Citadel is building its team in London. Christian Hesse, who until this month was working in a hybrid sales trader and quant role at Deutsche Bank, just joined the hedge fund as a quantitative researcher.
Hesse has a PhD in Cognitive Science from Birmingham University, which is not unusual for a quant. More interestingly, however, he spent the first seven months of his banking career in 2009 working as a ‘scientific employee’ at Deutsche Bank’s secretive Quantitative Products Laboratory in Berlin, which is focused on machine learning projects.
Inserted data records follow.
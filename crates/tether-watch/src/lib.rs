//! # Tether Watch
//!
//! Watcher adapter for the tether file entity. Backends report raw filesystem events in
//! their own vocabulary; this crate translates them into four canonical kinds
//! (create, change, rename, delete) and hands back closable handles to native watches.
//!
//! ## Architecture Overview
//!
//! ```text
//! ┌─────────────────┐    ┌──────────────────┐    ┌─────────────────┐
//! │   File entity   │───▶│   FileWatcher    │───▶│ notify backend  │
//! │                 │    │   (trait)        │    │ (native / poll) │
//! └─────────────────┘    └──────────────────┘    └─────────────────┘
//!         ▲                       │                       │
//!         │                       ▼                       ▼
//! ┌─────────────────┐    ┌──────────────────┐    ┌─────────────────┐
//! │   EventSink     │◀───│  EventMapping    │◀───│   Raw codes     │
//! │ (WatchEvent)    │    │  (exhaustive)    │    │ (modify-data..) │
//! └─────────────────┘    └──────────────────┘    └─────────────────┘
//! ```
//!
//! ## Quick Start
//!
//! ```no_run
//! use std::sync::Arc;
//! use tether_config::WatchSettings;
//! use tether_watch::{create_watcher, EventSink};
//!
//! # fn main() -> tether_watch::Result<()> {
//! let watcher = create_watcher(&WatchSettings::default())?;
//! let sink: EventSink = Arc::new(|event| println!("{:?}", event));
//! let handle = watcher.watch("/tmp/notes.txt".into(), sink);
//! handle.close();
//! # Ok(())
//! # }
//! ```

#![warn(missing_docs)]
#![warn(clippy::all)]
#![deny(unsafe_code)]

pub mod backends;
pub mod error;
mod events;
mod handle;
mod mapping;
pub mod traits;

#[cfg(any(test, feature = "test-utils"))]
pub mod test_support;

pub use backends::{
    create_watcher, default_notify_mapping, notify_event_code, NotifyWatcher, NOTIFY_EVENT_CODES,
};
pub use error::*;
pub use events::*;
pub use handle::{Attachment, NativeGuard, WatchHandle};
pub use mapping::{EventMapping, EventRoute};
pub use traits::{EventSink, FileWatcher};

/// Re-export common types for convenience
pub mod prelude {
    pub use crate::{
        create_watcher, Error, EventSink, FileWatcher, Result, WatchEvent, WatchEventKind,
        WatchHandle,
    };
}
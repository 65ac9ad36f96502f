//! Loading configuration from TOML.

use crate::config::TetherConfig;
use std::path::{Path, PathBuf};
use thiserror::Error;
use tracing::{debug, info};

/// Errors raised while loading configuration.
#[derive(Error, Debug)]
pub enum ConfigError {
    /// The configuration file could not be read.
    #[error("Failed to read config file '{path}': {source}")]
    Io {
        /// File that was being read
        path: PathBuf,
        /// Underlying IO error
        #[source]
        source: std::io::Error,
    },

    /// The configuration is not valid TOML for the schema.
    #[error("Failed to parse config: {0}")]
    Parse(#[from] toml::de::Error),

    /// The configuration parsed but holds unusable values.
    #[error("Invalid config: {0}")]
    Invalid(String),
}

/// Result type for configuration loading.
pub type ConfigResult<T> = std::result::Result<T, ConfigError>;

/// Loads and validates [`TetherConfig`].
#[derive(Debug, Clone, Copy, Default)]
pub struct ConfigLoader;

impl ConfigLoader {
    /// Read, parse and validate a TOML configuration file.
    pub async fn load_from_file(path: impl AsRef<Path>) -> ConfigResult<TetherConfig> {
        let path = path.as_ref();
        debug!("Loading config from {}", path.display());

        let text = tokio::fs::read_to_string(path)
            .await
            .map_err(|source| ConfigError::Io {
                path: path.to_path_buf(),
                source,
            })?;

        let config = Self::from_toml_str(&text)?;
        info!(
            "Loaded config from {} (backend: {})",
            path.display(),
            config.watch.backend.as_str()
        );
        Ok(config)
    }

    /// Parse and validate configuration held in memory.
    pub fn from_toml_str(text: &str) -> ConfigResult<TetherConfig> {
        let config: TetherConfig = toml::from_str(text)?;
        config.validate().map_err(ConfigError::Invalid)?;
        Ok(config)
    }
}
//! A manually driven watch backend for tests.
//!
//! [`ManualWatcher`] never touches the filesystem. Every `watch` call is recorded, and
//! tests push canonical events, raw backend codes or errors into the recorded sinks.
//! Releases are observable, and attachment can be deferred to exercise close-before-
//! attach handling.

use crate::{
    error::{Error, Result},
    events::{WatchEvent, WatchEventKind},
    handle::{Attachment, WatchHandle},
    mapping::{EventMapping, EventRoute},
    traits::{EventSink, FileWatcher},
};
use parking_lot::Mutex;
use std::collections::HashSet;
use std::path::{Path, PathBuf};
use std::sync::atomic::{AtomicBool, Ordering};
use std::sync::Arc;

/// Backend name reported by [`ManualWatcher`].
pub const MANUAL_BACKEND: &str = "manual";

/// Raw codes understood by [`ManualWatcher::emit_code`].
pub const MANUAL_EVENT_CODES: &[&str] = &["created", "changed", "renamed", "deleted", "touched"];

struct ReleaseFlag(Arc<AtomicBool>);

impl Drop for ReleaseFlag {
    fn drop(&mut self) {
        self.0.store(true, Ordering::SeqCst);
    }
}

struct Record {
    path: PathBuf,
    sink: EventSink,
    released: Arc<AtomicBool>,
    attachment: Option<Attachment>,
}

impl Record {
    fn is_active(&self) -> bool {
        self.attachment.is_none() && !self.released.load(Ordering::SeqCst)
    }
}

/// Fake backend that records watches and lets tests inject events.
pub struct ManualWatcher {
    deferred: bool,
    mapping: EventMapping,
    records: Mutex<Vec<Record>>,
    failing: Mutex<HashSet<PathBuf>>,
}

impl ManualWatcher {
    /// Watcher whose watches attach immediately.
    pub fn new() -> Self {
        Self::build(false)
    }

    /// Watcher whose watches stay pending until [`finish_attach`](Self::finish_attach).
    pub fn deferred() -> Self {
        Self::build(true)
    }

    fn build(deferred: bool) -> Self {
        Self {
            deferred,
            mapping: Self::default_mapping(),
            records: Mutex::new(Vec::new()),
            failing: Mutex::new(HashSet::new()),
        }
    }

    fn default_mapping() -> EventMapping {
        use EventRoute::{Emit, Ignore};
        use WatchEventKind::{Change, Create, Delete, Rename};

        let routes = [
            ("created", Emit(Create)),
            ("changed", Emit(Change)),
            ("renamed", Emit(Rename)),
            ("deleted", Emit(Delete)),
            ("touched", Ignore),
        ];
        match EventMapping::new(MANUAL_BACKEND, MANUAL_EVENT_CODES, routes) {
            Ok(mapping) => mapping,
            Err(err) => unreachable!("manual mapping is complete: {}", err),
        }
    }

    /// Make the next `watch` on `path` fail to attach.
    pub fn fail_next_watch(&self, path: impl Into<PathBuf>) {
        self.failing.lock().insert(path.into());
    }

    /// Total number of `watch` calls so far.
    pub fn watch_count(&self) -> usize {
        self.records.lock().len()
    }

    /// Number of watches attached and not yet released.
    pub fn active_count(&self) -> usize {
        self.records.lock().iter().filter(|r| r.is_active()).count()
    }

    /// Number of watches still waiting for attachment.
    pub fn pending_count(&self) -> usize {
        self.records
            .lock()
            .iter()
            .filter(|r| r.attachment.is_some())
            .count()
    }

    /// Number of watches whose native resource has been released.
    pub fn released_count(&self) -> usize {
        self.records
            .lock()
            .iter()
            .filter(|r| r.released.load(Ordering::SeqCst))
            .count()
    }

    /// Paths of the active watches, in watch order.
    pub fn active_paths(&self) -> Vec<PathBuf> {
        self.records
            .lock()
            .iter()
            .filter(|r| r.is_active())
            .map(|r| r.path.clone())
            .collect()
    }

    /// Complete every pending attachment. Returns how many ended up attached; the rest
    /// were closed while pending and have been released.
    pub fn finish_attach(&self) -> usize {
        let pending: Vec<(Attachment, Arc<AtomicBool>)> = self
            .records
            .lock()
            .iter_mut()
            .filter_map(|r| r.attachment.take().map(|a| (a, Arc::clone(&r.released))))
            .collect();

        pending
            .into_iter()
            .filter(|(_, released)| !released.load(Ordering::SeqCst))
            .map(|(attachment, released)| attachment.complete(Box::new(ReleaseFlag(released))))
            .filter(|attached| *attached)
            .count()
    }

    /// Deliver a canonical event to every active watch. Returns the number of sinks
    /// reached.
    pub fn emit(&self, kind: WatchEventKind, path: impl AsRef<Path>) -> usize {
        let code = match kind {
            WatchEventKind::Create => "created",
            WatchEventKind::Change => "changed",
            WatchEventKind::Rename => "renamed",
            WatchEventKind::Delete => "deleted",
        };
        let path = path.as_ref().to_path_buf();
        self.deliver(|| Ok(WatchEvent::new(kind, path.clone(), code, MANUAL_BACKEND)))
    }

    /// Deliver a raw backend code through the mapping table. Ignored codes reach no
    /// sink; unmapped codes reach every sink as [`Error::UnmappedEventCode`].
    pub fn emit_code(&self, code: &str, path: impl AsRef<Path>) -> usize {
        let path = path.as_ref().to_path_buf();
        match self.mapping.route(code) {
            Ok(EventRoute::Ignore) => 0,
            Ok(EventRoute::Emit(kind)) => self.deliver(|| {
                Ok(WatchEvent::new(kind, path.clone(), code, MANUAL_BACKEND))
            }),
            Err(_) => self.deliver(|| {
                Err(Error::UnmappedEventCode {
                    backend: MANUAL_BACKEND.to_string(),
                    code: code.to_string(),
                })
            }),
        }
    }

    /// Deliver an error produced by `make_error` to every active watch.
    pub fn emit_error(&self, make_error: impl Fn() -> Error) -> usize {
        self.deliver(|| Err(make_error()))
    }

    fn deliver(&self, make: impl Fn() -> Result<WatchEvent>) -> usize {
        let sinks: Vec<EventSink> = self
            .records
            .lock()
            .iter()
            .filter(|r| r.is_active())
            .map(|r| Arc::clone(&r.sink))
            .collect();

        for sink in &sinks {
            sink(make());
        }
        sinks.len()
    }
}

impl Default for ManualWatcher {
    fn default() -> Self {
        Self::new()
    }
}

impl FileWatcher for ManualWatcher {
    fn backend_type(&self) -> &'static str {
        MANUAL_BACKEND
    }

    fn watch(&self, path: PathBuf, sink: EventSink) -> WatchHandle {
        let released = Arc::new(AtomicBool::new(false));

        if self.failing.lock().remove(&path) {
            let (handle, attachment) = WatchHandle::pending(path.clone(), MANUAL_BACKEND);
            attachment.fail();
            released.store(true, Ordering::SeqCst);
            self.records.lock().push(Record {
                path: path.clone(),
                sink: Arc::clone(&sink),
                released,
                attachment: None,
            });
            sink(Err(Error::Subscription {
                path,
                message: "simulated attach failure".to_string(),
            }));
            return handle;
        }

        let (handle, attachment) = if self.deferred {
            let (handle, attachment) = WatchHandle::pending(path.clone(), MANUAL_BACKEND);
            (handle, Some(attachment))
        } else {
            let guard = Box::new(ReleaseFlag(Arc::clone(&released)));
            (WatchHandle::attached(path.clone(), MANUAL_BACKEND, guard), None)
        };

        self.records.lock().push(Record {
            path,
            sink,
            released,
            attachment,
        });
        handle
    }
}
//! Watch backends and startup selection.

mod notify_backend;

pub use notify_backend::{default_notify_mapping, notify_event_code, NotifyWatcher, NOTIFY_EVENT_CODES};

use crate::{error::Result, traits::FileWatcher};
use std::sync::Arc;
use tether_config::{BackendKind, WatchSettings};
use tracing::info;

/// Build the watcher selected by configuration.
///
/// This is the only place a backend is chosen; everything downstream holds the
/// returned capability. Mapping overrides are applied and validated here, so a bad
/// override fails startup instead of surfacing on the first event.
pub fn create_watcher(settings: &WatchSettings) -> Result<Arc<dyn FileWatcher>> {
    let watcher = match settings.backend {
        BackendKind::Native => NotifyWatcher::recommended()?,
        BackendKind::Poll => NotifyWatcher::polling(settings.poll_interval())?,
    };

    let mapping = watcher
        .mapping()
        .clone()
        .with_overrides(&settings.event_overrides)?;

    info!(
        "Created {} watcher ({} event codes, {} overridden)",
        watcher.backend_type(),
        mapping.len(),
        settings.event_overrides.len()
    );
    Ok(Arc::new(watcher.with_mapping(mapping)))
}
As well as building in equities, and hiring from Goldman Sachs to populate the new team, Citadel has acquired Citi’s Automated Trading Desk Division – which was a pioneer of high frequency trading – and has also been hiring quant talent for this division.
Citadel’s hire underscores the growing popularity of machine learning. Google is all about machine learning. So is Goldman Sachs. So are hedge funds. Last month, Man AHL said that it was expanding the scope of the Oxford-Man Institute (OMI) of Quantitative Finance to include machine learning and data analytics. It’s a new push, but at the time of the launch, Dr Anthony Ledford, Man AHL’s chief scientist said it had been “researching machine learning techniques and applying them in client trading programmes for several years”.
Deutsche’s Quantitative Products Laboratory dates back to 2007, when the bank offered two German universities – Humboldt University and the Technical University of Berlin – $17m to finance the laboratory. In return, Deutsche has a say in the hiring of professors, a vote on the research they undertake, and – it seems, has the pick of who to hire from the student body.
Other hedge funds like Aspect Capital and Winton are also expanding their research capabilities into machine learning.